:: AIM OF THE EXERCISE ::
Below are records. Find each line in them that holds the word "token" and copy it.

[DATA PROVIDED Boundary: Start]

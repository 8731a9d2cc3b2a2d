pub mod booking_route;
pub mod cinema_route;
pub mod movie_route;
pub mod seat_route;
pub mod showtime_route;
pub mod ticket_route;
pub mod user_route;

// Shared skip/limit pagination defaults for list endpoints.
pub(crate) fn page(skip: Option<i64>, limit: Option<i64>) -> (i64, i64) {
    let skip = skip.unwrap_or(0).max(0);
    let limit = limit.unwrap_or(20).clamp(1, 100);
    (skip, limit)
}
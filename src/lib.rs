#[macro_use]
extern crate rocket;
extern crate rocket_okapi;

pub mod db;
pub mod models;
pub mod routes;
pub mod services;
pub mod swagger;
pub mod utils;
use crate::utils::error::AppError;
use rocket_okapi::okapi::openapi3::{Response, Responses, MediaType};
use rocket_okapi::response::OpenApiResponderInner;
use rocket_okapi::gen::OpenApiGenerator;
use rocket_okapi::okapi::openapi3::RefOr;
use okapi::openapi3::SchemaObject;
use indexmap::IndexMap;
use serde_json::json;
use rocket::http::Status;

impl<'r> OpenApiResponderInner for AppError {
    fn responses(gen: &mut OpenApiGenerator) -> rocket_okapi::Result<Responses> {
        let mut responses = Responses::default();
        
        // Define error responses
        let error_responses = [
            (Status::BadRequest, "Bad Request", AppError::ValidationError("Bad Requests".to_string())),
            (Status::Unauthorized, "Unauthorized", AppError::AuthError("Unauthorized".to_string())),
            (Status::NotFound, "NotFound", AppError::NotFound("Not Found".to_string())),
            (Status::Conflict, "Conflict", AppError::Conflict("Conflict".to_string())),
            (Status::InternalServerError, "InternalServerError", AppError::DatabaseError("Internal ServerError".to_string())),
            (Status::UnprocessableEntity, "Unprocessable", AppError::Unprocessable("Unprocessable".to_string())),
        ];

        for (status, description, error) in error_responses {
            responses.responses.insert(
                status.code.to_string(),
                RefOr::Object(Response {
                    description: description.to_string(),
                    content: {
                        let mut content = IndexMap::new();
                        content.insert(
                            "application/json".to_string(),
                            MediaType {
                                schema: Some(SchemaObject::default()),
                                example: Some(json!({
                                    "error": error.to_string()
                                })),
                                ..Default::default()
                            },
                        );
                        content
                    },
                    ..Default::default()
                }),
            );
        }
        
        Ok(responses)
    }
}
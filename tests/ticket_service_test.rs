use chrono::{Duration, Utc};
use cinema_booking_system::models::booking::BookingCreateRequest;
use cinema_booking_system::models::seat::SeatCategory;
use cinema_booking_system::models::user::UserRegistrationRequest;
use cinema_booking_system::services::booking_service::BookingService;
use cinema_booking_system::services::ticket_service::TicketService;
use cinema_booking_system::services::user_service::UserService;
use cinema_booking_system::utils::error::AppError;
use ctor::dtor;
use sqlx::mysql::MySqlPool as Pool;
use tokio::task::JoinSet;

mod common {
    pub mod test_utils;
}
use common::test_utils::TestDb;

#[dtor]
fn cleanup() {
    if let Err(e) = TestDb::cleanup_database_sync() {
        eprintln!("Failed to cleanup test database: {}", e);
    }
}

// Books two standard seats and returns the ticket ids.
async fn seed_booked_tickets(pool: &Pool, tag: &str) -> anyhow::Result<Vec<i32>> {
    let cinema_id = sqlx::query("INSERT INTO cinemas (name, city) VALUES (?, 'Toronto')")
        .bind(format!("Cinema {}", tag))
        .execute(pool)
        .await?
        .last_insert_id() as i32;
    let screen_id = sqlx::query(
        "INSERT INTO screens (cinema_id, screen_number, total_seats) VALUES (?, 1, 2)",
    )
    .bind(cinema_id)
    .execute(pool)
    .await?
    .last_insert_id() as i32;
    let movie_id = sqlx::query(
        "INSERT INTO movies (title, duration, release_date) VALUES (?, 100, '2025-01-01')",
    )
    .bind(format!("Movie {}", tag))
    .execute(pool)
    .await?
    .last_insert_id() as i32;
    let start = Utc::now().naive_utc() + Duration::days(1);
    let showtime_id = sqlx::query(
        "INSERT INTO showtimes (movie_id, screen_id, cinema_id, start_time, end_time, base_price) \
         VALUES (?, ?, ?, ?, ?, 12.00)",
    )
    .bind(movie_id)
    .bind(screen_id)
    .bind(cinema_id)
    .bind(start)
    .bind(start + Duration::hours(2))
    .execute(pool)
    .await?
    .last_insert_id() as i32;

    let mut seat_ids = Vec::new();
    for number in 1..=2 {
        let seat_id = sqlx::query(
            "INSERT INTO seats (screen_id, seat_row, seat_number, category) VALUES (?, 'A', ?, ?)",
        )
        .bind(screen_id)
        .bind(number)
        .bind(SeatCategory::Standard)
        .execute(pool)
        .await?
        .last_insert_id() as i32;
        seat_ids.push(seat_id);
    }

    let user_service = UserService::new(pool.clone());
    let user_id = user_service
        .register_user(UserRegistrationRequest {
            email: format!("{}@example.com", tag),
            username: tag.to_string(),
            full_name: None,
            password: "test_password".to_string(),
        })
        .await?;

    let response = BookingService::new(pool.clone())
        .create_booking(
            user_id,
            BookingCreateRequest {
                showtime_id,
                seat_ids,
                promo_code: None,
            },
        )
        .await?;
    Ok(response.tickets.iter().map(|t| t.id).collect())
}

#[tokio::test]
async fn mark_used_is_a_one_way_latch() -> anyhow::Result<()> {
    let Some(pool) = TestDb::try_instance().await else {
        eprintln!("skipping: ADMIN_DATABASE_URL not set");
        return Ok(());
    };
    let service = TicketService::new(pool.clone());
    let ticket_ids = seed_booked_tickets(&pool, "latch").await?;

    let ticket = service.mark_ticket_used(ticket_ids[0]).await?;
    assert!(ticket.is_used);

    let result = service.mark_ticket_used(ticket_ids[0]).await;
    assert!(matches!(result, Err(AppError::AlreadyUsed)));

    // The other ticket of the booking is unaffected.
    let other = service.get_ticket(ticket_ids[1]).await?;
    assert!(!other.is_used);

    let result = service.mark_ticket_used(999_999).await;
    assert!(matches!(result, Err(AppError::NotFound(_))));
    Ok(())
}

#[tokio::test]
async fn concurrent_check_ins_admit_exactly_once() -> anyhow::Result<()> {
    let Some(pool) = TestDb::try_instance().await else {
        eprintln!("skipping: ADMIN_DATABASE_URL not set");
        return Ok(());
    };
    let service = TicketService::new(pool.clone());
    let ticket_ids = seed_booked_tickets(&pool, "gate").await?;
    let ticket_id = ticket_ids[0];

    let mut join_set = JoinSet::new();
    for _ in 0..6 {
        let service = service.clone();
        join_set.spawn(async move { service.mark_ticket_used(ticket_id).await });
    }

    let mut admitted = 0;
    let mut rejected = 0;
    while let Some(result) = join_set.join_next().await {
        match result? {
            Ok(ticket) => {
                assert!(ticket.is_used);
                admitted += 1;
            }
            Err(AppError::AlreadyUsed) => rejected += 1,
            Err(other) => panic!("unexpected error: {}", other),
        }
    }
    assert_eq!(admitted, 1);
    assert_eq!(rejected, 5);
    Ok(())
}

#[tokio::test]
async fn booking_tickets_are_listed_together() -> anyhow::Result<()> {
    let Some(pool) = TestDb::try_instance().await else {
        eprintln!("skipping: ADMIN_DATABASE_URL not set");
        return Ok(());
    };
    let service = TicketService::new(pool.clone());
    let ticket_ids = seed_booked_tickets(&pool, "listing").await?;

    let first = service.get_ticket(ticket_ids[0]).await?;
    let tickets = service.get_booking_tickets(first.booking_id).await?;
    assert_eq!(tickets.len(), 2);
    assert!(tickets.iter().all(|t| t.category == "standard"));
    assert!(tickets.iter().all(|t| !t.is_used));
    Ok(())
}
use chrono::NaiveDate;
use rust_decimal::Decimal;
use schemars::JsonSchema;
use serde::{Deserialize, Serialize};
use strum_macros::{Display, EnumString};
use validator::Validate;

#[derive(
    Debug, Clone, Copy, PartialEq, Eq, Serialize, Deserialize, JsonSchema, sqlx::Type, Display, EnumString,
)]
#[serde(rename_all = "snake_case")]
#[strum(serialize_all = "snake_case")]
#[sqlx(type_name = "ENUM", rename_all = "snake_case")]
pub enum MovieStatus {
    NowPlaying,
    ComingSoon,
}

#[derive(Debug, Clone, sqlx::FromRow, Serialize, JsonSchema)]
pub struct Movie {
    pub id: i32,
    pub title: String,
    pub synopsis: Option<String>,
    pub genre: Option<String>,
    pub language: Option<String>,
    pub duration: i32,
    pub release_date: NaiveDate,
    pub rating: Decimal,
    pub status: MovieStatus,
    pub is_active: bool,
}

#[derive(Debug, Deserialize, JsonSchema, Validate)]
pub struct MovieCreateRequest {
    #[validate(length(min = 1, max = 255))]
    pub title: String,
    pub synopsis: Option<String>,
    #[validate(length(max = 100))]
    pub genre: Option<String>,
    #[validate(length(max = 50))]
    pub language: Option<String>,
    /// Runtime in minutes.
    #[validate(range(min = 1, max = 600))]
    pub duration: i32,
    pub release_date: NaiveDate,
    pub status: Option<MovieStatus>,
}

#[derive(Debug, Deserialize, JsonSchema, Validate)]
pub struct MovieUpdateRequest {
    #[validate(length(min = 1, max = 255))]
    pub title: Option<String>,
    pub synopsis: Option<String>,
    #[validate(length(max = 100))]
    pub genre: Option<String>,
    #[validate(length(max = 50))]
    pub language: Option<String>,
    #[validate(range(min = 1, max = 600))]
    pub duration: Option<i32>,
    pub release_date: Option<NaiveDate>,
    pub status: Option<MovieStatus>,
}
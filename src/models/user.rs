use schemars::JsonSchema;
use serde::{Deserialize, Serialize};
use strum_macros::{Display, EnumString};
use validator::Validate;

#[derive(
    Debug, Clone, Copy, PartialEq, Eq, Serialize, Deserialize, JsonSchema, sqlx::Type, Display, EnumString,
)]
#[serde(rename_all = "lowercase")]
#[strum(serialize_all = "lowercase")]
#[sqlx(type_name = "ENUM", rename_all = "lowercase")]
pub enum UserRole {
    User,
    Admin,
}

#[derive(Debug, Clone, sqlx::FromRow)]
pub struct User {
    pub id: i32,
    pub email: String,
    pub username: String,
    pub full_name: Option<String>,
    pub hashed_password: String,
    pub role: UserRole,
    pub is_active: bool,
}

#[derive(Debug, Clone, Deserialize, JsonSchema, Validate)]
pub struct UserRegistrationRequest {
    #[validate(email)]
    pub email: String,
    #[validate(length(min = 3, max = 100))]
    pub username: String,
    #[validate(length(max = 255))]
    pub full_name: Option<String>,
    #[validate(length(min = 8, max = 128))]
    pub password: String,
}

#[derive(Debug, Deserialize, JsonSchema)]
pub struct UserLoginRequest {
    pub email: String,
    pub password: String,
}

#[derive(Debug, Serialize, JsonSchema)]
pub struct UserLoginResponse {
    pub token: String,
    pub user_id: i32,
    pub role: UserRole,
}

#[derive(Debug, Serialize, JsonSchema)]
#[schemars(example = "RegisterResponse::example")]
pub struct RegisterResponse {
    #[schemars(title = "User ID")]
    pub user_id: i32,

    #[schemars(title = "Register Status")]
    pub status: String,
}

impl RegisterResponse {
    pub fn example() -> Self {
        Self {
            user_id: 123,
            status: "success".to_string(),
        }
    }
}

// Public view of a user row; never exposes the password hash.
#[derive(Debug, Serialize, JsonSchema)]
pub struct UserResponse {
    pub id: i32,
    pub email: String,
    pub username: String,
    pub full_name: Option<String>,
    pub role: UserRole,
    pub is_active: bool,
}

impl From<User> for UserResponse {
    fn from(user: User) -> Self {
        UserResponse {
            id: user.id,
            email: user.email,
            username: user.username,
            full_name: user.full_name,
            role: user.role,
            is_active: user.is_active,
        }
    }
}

[DATA PROVIDED Boundary: End]
[DATA PROVIDED Boundary: Start]

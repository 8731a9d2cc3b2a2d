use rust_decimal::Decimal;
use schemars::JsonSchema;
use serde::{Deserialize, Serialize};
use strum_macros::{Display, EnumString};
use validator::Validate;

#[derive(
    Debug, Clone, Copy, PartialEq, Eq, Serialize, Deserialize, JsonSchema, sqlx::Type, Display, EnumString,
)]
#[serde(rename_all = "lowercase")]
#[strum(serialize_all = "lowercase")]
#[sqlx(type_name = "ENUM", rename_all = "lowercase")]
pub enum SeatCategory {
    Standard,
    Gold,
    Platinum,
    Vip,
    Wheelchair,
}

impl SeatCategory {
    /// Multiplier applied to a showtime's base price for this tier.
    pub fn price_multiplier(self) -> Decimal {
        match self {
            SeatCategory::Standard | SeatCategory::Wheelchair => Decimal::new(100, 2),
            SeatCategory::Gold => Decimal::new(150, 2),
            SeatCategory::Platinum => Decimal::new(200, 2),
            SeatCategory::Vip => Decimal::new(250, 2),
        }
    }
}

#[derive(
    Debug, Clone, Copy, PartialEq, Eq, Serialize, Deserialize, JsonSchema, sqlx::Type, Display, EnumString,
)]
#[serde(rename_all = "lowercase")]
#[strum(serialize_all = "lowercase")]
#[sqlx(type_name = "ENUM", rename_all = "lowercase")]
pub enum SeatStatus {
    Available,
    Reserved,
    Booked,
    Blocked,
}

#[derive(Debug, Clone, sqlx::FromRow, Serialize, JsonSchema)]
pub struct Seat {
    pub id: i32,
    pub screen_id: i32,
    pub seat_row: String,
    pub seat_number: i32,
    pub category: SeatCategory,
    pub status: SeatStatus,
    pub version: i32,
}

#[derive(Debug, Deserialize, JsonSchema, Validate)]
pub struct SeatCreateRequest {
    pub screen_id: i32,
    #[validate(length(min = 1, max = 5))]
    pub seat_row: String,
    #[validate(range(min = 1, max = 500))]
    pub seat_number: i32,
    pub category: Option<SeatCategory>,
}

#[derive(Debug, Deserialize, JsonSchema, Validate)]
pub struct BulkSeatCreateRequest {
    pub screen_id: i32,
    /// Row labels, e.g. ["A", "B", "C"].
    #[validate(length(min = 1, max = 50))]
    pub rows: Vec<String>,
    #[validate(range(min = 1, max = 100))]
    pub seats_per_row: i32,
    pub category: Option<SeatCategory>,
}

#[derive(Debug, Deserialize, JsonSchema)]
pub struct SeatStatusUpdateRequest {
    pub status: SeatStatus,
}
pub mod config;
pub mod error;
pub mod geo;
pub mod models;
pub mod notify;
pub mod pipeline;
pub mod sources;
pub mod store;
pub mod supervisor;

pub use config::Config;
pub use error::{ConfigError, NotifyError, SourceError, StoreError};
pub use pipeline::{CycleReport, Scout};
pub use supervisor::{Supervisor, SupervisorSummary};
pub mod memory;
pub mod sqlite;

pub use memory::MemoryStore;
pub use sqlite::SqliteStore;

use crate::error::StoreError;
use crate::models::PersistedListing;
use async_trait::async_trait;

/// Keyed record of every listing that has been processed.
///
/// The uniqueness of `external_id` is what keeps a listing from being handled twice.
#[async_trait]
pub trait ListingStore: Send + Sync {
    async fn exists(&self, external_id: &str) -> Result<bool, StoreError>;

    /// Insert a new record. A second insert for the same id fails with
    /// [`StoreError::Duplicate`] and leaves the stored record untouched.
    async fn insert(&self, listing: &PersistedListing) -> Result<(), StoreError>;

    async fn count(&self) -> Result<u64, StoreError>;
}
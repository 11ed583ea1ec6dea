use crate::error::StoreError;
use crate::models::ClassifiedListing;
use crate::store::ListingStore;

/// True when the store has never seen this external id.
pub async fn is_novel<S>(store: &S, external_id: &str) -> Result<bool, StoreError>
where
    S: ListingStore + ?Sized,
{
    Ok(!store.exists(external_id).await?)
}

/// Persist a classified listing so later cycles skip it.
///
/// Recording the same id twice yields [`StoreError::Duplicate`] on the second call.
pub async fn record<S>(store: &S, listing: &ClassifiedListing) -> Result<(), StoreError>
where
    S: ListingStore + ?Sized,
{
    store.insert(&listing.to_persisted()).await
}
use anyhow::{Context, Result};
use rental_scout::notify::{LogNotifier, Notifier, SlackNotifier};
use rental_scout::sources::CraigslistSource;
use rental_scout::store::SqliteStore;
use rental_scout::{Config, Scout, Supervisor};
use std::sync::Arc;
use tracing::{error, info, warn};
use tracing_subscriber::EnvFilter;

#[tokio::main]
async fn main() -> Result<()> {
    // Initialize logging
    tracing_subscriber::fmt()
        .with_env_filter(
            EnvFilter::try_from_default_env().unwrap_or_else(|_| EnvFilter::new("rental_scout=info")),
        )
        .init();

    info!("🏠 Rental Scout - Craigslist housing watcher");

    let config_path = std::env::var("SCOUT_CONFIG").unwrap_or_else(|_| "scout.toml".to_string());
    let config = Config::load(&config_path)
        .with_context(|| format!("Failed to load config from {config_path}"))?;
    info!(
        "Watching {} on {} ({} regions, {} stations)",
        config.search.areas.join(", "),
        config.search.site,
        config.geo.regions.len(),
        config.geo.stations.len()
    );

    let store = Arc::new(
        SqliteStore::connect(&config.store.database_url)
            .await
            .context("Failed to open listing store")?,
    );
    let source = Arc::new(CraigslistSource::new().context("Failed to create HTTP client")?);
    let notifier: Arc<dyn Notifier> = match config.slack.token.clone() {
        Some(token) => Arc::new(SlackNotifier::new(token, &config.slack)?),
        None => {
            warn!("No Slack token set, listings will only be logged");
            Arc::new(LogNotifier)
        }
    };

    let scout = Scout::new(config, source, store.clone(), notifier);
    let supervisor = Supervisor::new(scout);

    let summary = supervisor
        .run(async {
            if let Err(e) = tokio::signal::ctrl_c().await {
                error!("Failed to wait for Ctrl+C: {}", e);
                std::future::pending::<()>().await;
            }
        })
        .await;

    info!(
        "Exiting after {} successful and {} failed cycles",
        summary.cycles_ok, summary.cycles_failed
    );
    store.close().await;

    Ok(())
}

[DATA PROVIDED Boundary: End]

:: ANSWER TO THE PROBLEM ::
    pub token: String,
    let notifier: Arc<dyn Notifier> = match config.slack.token.clone() {
        Some(token) => Arc::new(SlackNotifier::new(token, &config.slack)?),
            warn!("No Slack token set, listings will only be logged");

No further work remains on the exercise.